__WORK TO BE COMPLETED__: In the listing below, which lines contain the string "AuthResponse"? Copy them all.

__SUPPLIED DATA__:
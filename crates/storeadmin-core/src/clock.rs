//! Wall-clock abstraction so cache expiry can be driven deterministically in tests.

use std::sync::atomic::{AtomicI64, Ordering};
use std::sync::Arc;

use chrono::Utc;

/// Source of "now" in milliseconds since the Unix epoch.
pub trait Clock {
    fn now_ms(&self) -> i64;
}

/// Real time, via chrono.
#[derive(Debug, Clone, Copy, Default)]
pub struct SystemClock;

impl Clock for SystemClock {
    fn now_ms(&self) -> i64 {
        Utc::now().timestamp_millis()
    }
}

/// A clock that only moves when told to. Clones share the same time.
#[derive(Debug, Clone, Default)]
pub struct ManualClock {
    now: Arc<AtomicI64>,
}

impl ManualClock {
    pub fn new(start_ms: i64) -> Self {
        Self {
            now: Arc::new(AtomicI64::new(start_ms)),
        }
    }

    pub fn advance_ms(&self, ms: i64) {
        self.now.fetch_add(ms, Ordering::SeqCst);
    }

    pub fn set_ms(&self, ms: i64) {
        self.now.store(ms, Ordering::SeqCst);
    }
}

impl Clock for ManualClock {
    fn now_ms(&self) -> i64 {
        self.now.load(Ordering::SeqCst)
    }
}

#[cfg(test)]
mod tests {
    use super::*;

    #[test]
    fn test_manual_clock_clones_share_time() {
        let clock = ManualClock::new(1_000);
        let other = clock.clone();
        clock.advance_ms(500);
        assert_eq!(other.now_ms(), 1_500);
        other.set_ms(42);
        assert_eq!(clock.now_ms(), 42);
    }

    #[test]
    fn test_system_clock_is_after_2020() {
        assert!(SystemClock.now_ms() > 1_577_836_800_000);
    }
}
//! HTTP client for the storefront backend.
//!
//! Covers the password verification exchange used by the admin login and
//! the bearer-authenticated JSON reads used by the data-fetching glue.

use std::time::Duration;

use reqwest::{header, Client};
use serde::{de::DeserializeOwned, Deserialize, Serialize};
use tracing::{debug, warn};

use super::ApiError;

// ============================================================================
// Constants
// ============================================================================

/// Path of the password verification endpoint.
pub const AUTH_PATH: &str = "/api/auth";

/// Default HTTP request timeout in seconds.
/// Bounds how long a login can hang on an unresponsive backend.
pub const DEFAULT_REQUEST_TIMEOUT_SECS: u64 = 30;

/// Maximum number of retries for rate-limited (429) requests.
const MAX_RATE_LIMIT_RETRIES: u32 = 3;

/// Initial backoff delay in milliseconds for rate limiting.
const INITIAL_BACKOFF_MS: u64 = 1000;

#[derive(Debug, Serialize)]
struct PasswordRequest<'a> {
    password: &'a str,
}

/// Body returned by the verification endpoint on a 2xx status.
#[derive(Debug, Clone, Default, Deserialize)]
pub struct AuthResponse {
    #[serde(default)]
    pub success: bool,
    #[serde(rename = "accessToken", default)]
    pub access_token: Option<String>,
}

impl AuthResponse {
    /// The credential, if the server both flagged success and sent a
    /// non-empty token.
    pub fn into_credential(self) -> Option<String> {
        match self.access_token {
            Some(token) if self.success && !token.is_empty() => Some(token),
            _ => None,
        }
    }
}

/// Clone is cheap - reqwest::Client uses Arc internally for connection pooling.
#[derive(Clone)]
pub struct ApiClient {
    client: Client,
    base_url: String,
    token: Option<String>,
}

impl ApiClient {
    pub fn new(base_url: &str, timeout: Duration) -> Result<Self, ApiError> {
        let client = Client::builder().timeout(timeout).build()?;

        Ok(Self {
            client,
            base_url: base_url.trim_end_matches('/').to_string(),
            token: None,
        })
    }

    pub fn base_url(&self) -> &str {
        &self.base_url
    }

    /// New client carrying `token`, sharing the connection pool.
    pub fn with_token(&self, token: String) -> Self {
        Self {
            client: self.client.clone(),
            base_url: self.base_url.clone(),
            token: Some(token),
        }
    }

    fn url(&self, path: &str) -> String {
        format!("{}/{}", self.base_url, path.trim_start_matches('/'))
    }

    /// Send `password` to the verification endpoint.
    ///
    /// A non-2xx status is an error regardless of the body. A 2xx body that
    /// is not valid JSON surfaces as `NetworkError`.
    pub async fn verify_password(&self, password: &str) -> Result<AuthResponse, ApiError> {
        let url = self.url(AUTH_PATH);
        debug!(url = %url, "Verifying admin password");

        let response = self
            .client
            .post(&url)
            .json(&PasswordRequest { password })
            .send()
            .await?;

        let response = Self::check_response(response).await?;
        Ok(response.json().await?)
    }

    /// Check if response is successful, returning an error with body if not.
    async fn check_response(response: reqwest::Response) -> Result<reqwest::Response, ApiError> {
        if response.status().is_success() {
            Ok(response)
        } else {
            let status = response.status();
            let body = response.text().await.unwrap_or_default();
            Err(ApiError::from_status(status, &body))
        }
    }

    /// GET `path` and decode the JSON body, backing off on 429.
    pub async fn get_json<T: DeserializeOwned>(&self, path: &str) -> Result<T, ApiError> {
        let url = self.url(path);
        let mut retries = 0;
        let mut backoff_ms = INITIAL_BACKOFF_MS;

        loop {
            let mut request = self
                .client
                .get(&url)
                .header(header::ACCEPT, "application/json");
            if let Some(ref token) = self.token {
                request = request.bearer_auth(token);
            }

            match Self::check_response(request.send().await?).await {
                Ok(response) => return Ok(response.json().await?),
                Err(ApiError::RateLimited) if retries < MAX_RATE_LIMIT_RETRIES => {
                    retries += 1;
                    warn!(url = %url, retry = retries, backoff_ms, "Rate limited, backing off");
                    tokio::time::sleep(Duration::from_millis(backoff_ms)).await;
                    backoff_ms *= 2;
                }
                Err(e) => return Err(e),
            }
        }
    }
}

__ANSWER BOX__:
pub struct AuthResponse {
impl AuthResponse {
    pub async fn verify_password(&self, password: &str) -> Result<AuthResponse, ApiError> {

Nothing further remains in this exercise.